Ella cerró los ojos, parecía dudar.

– Saberlo puede resultar muy peligroso para usted -dijo-. Ya ha matado antes.

– ¿Cómo lo sabe? -preguntó Annika.

Aida se rió fatigosamente, tocándose la frente.

– Digamos que lo conozco bien.

La historia de siempre, pensó Annika.

– ¿Quiénes eran los dos hombres asesinados?

Aida, de Bijelina, abrió bien los ojos.

– Ellos no son importantes -contestó.

La incertidumbre de Annika dio paso a un torrente de irritación.

– ¿Qué quiere decir con que no son importantes? -exclamó-. ¿Dos jóvenes asesinados de un tiro en la cabeza?

La mujer cruzó la mirada con Annika.

– ¿Sabe cuánta gente murió en Bosnia durante la guerra?

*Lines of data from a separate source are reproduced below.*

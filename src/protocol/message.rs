//! A2A message types

use std::collections::HashMap;

use serde::{Deserialize, Serialize};
use serde_json::Value;

/// A message in the A2A protocol
///
/// Messages are the unit of conversation between a client and the agent.
/// Each message has a role (user or agent) and one or more parts; this agent
/// consumes the text parts only, but file and data parts remain representable
/// on the wire.
#[derive(Debug, Clone, Serialize, Deserialize, PartialEq)]
pub struct Message {
    /// Role of the message sender
    pub role: Role,

    /// Message content parts (at least one required)
    pub parts: Vec<MessagePart>,

    /// Optional message identifier
    #[serde(rename = "messageId", skip_serializing_if = "Option::is_none")]
    pub message_id: Option<String>,

    /// Optional task identifier (for associating message with a task)
    #[serde(rename = "taskId", skip_serializing_if = "Option::is_none")]
    pub task_id: Option<String>,

    /// Optional context identifier (for grouping related turns)
    #[serde(rename = "contextId", skip_serializing_if = "Option::is_none")]
    pub context_id: Option<String>,

    /// Optional metadata for the message
    #[serde(skip_serializing_if = "Option::is_none")]
    pub metadata: Option<HashMap<String, Value>>,
}

impl Message {
    /// Create a new message with text content
    pub fn new(role: Role, text: impl Into<String>) -> Self {
        Self {
            role,
            parts: vec![MessagePart::Text { text: text.into() }],
            message_id: None,
            task_id: None,
            context_id: None,
            metadata: None,
        }
    }

    /// Create a user message with text content
    pub fn user(text: impl Into<String>) -> Self {
        Self::new(Role::User, text)
    }

    /// Create an agent message with text content
    pub fn agent(text: impl Into<String>) -> Self {
        Self::new(Role::Agent, text)
    }

    /// Create a new message builder
    pub fn builder() -> MessageBuilder {
        MessageBuilder::new()
    }

    /// Add a message part
    pub fn with_part(mut self, part: MessagePart) -> Self {
        self.parts.push(part);
        self
    }

    /// Concatenated text content of the message
    ///
    /// Joins all text parts with newlines; file and data parts are skipped.
    pub fn text_content(&self) -> String {
        self.parts
            .iter()
            .filter_map(|part| match part {
                MessagePart::Text { text } => Some(text.as_str()),
                MessagePart::File { .. } | MessagePart::Data { .. } => None,
            })
            .collect::<Vec<_>>()
            .join("\n")
    }
}

/// Builder for constructing Message instances
#[derive(Debug, Default)]
pub struct MessageBuilder {
    role: Option<Role>,
    parts: Vec<MessagePart>,
    message_id: Option<String>,
    task_id: Option<String>,
    context_id: Option<String>,
    metadata: Option<HashMap<String, Value>>,
}

impl MessageBuilder {
    /// Create a new message builder
    pub fn new() -> Self {
        Self::default()
    }

    /// Set the role of the message
    pub fn role(mut self, role: Role) -> Self {
        self.role = Some(role);
        self
    }

    /// Set the message parts
    pub fn parts(mut self, parts: Vec<MessagePart>) -> Self {
        self.parts = parts;
        self
    }

    /// Add a single part to the message
    pub fn part(mut self, part: MessagePart) -> Self {
        self.parts.push(part);
        self
    }

    /// Set the message ID
    pub fn message_id(mut self, id: impl Into<String>) -> Self {
        self.message_id = Some(id.into());
        self
    }

    /// Set the task ID
    pub fn task_id(mut self, id: impl Into<String>) -> Self {
        self.task_id = Some(id.into());
        self
    }

    /// Set the context ID
    pub fn context_id(mut self, id: impl Into<String>) -> Self {
        self.context_id = Some(id.into());
        self
    }

    /// Add a metadata field
    pub fn metadata(mut self, key: impl Into<String>, value: Value) -> Self {
        self.metadata
            .get_or_insert_with(HashMap::new)
            .insert(key.into(), value);
        self
    }

    /// Build the message
    ///
    /// # Panics
    ///
    /// Panics if role is not set or if parts are empty
    pub fn build(self) -> Message {
        let role = self.role.expect("Message role is required");
        assert!(
            !self.parts.is_empty(),
            "Message must have at least one part"
        );

        Message {
            role,
            parts: self.parts,
            message_id: self.message_id,
            task_id: self.task_id,
            context_id: self.context_id,
            metadata: self.metadata,
        }
    }
}

/// Role of a message sender
#[derive(Debug, Clone, Copy, Serialize, Deserialize, PartialEq, Eq, Hash)]
#[serde(rename_all = "lowercase")]
pub enum Role {
    /// Message from a user
    User,

    /// Message from the agent
    Agent,
}

/// File content for file parts
#[derive(Debug, Clone, Serialize, Deserialize, PartialEq)]
#[serde(rename_all = "camelCase")]
pub struct FileContent {
    /// Name of the file
    #[serde(skip_serializing_if = "Option::is_none")]
    pub name: Option<String>,

    /// MIME type of the file
    #[serde(skip_serializing_if = "Option::is_none")]
    pub mime_type: Option<String>,

    /// Base64-encoded file content
    #[serde(skip_serializing_if = "Option::is_none")]
    pub bytes: Option<String>,

    /// URI reference to the file
    #[serde(skip_serializing_if = "Option::is_none")]
    pub uri: Option<String>,
}

/// A part of a message
///
/// According to the A2A spec: "A Part MUST contain exactly one of the following: text, file, data"
#[derive(Debug, Clone, Serialize, Deserialize, PartialEq)]
#[serde(untagged)]
pub enum MessagePart {
    /// Text content
    Text {
        /// The text content
        text: String,
    },

    /// File reference
    File {
        /// File content, by URI or inline bytes
        file: FileContent,
    },

    /// Structured data
    Data {
        /// The structured data
        data: Value,
    },
}

impl MessagePart {
    /// Create a text part
    pub fn text(text: impl Into<String>) -> Self {
        Self::Text { text: text.into() }
    }

    /// Create a file part with URI reference
    pub fn file_uri(name: impl Into<String>, uri: impl Into<String>) -> Self {
        Self::File {
            file: FileContent {
                name: Some(name.into()),
                mime_type: None,
                bytes: None,
                uri: Some(uri.into()),
            },
        }
    }

    /// Create a data part
    pub fn data(data: Value) -> Self {
        Self::Data { data }
    }
}
//! Agent business logic entry point

use async_trait::async_trait;

use crate::protocol::{A2AError, Message};

use super::updater::TaskUpdater;

/// Agent business logic entry point
///
/// Implement this trait to define how the agent processes an inbound message.
/// The server invokes `execute` once per turn with a fresh [`TaskUpdater`];
/// status transitions and artifacts are reported through it. Returning an
/// error marks the whole turn as a server failure, so agents that want a
/// failed call to stay an ordinary turn report it as an artifact instead.
#[async_trait]
pub trait AgentExecutor: Send + Sync + 'static {
    /// Process one inbound message, reporting progress and results through
    /// the updater
    async fn execute(&self, message: Message, updater: TaskUpdater) -> Result<(), A2AError>;
}
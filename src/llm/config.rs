//! Completion endpoint configuration

/// Default OpenAI-compatible endpoint (DashScope compatible mode)
pub const DEFAULT_BASE_URL: &str = "https://dashscope.aliyuncs.com/compatible-mode/v1";

/// Model identifier used for every completion call
pub const DEFAULT_MODEL: &str = "qwen-turbo-latest";

/// Environment variable holding the API credential
pub const API_KEY_ENV: &str = "DASHSCOPE_API_KEY";

/// System prompt sent with every completion request
pub const SYSTEM_PROMPT: &str = "\
You are an intelligent AI assistant answering questions over the A2A protocol.

Your capabilities include:
- Answering questions accurately and comprehensively
- Providing helpful explanations and analysis
- Assisting with various tasks including coding, writing, and problem-solving

Please provide clear, well-structured responses. If you're unsure about \
something, acknowledge the uncertainty rather than making up information.";

/// Configuration for the completion client
///
/// Built once at startup and passed to the client by value; nothing mutates it
/// afterwards.
#[derive(Debug, Clone)]
pub struct LlmConfig {
    /// API credential for the completion endpoint
    pub api_key: String,

    /// Base URL of the OpenAI-compatible API
    pub base_url: String,

    /// Model identifier
    pub model: String,

    /// System prompt prepended to every request
    pub system_prompt: String,

    /// Sampling temperature
    pub temperature: f32,

    /// Response length cap
    pub max_tokens: u32,
}

impl LlmConfig {
    /// Create a configuration with the default endpoint, model, and sampling
    /// parameters
    pub fn new(api_key: impl Into<String>) -> Self {
        Self {
            api_key: api_key.into(),
            base_url: DEFAULT_BASE_URL.to_string(),
            model: DEFAULT_MODEL.to_string(),
            system_prompt: SYSTEM_PROMPT.to_string(),
            temperature: 0.7,
            max_tokens: 2048,
        }
    }

    /// Read the API credential from the process environment
    pub fn from_env() -> Result<Self, std::env::VarError> {
        let api_key = std::env::var(API_KEY_ENV)?;
        Ok(Self::new(api_key))
    }

    /// Override the base URL
    pub fn with_base_url(mut self, base_url: impl Into<String>) -> Self {
        self.base_url = base_url.into();
        self
    }

    /// Override the model identifier
    pub fn with_model(mut self, model: impl Into<String>) -> Self {
        self.model = model.into();
        self
    }
}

– Pero ahora no está allí. Ahora hablamos de algo que ha sucedido en el Frihamnen, Estocolmo.

– ¿Y piensa que por eso hay alguna diferencia?

Las dos mujeres se miraron en silencio. Aquellos ojos encendidos por la fiebre habían visto demasiado. Fue Annika la primera en desviar la mirada.

– Quizá no -dijo-. ¿Por qué los mataron?

– ¿Qué es lo que sabe? -preguntó Aida, de Bijelina.

– No mucho más de lo que ha salido en el periódico. Que los hombres probablemente fueran serbios, al menos tenían ropa serbia. No se encontraron documentos de identidad, ni huellas digitales. La Interpol ya se ha puesto en contacto con Belgrado. Y la policía la está investigando.

– ¿Me buscan? -La pregunta fue como un disparo.

Annika miró atentamente a la mujer.

– No lo sé -dijo finalmente-. Creo que sí. ¿Por qué no se pone usted misma en contacto con ellos y se lo pregunta?

La mujer la miró desde las brumas de su fiebre.

– No lo comprende. Ya conoce mi situación. No puedo hablar con la policía. Al menos no de momento. ¿Qué saben del asesino?

– El crimen organizado, según la policía.

– ¿Y el motivo?

– Algún tipo de ajuste de cuentas, como se decía en los periódicos. ¿Realmente sabe algo de todo este asunto?

Aida Begovic, de Bijelina, cerró los ojos y descansó un rato.

– No le diga a nadie que ha hablado conmigo.

– No se preocupe -respondió Annika-. Está protegida por el secreto profesional, que asegura la confidencialidad de las fuentes de información. Las autoridades no pueden tratar de averiguar quién es usted a través de mí. Va contra la ley sueca.

– No lo entiende, esto podría resultar muy peligroso para usted. No puede escribir sobre lo que yo le he contado: si lo hace, ellos se darán cuenta de que usted lo sabe.

Annika miró detenidamente a la mujer, vaciló, no respondió, no quería prometer nada. La mujer se apoyó nuevamente en las almohadas.

– ¿Ha estado allí? ¿Ha visto los camiones, junto al mar?

Annika asintió.

– Falta uno -dijo Aida de Bijelina-. Un camión lleno de cigarrillos, no sólo escondidos bajo el suelo, sino toda la carga. Cinco millones de cigarrillos. Cinco millones de coronas.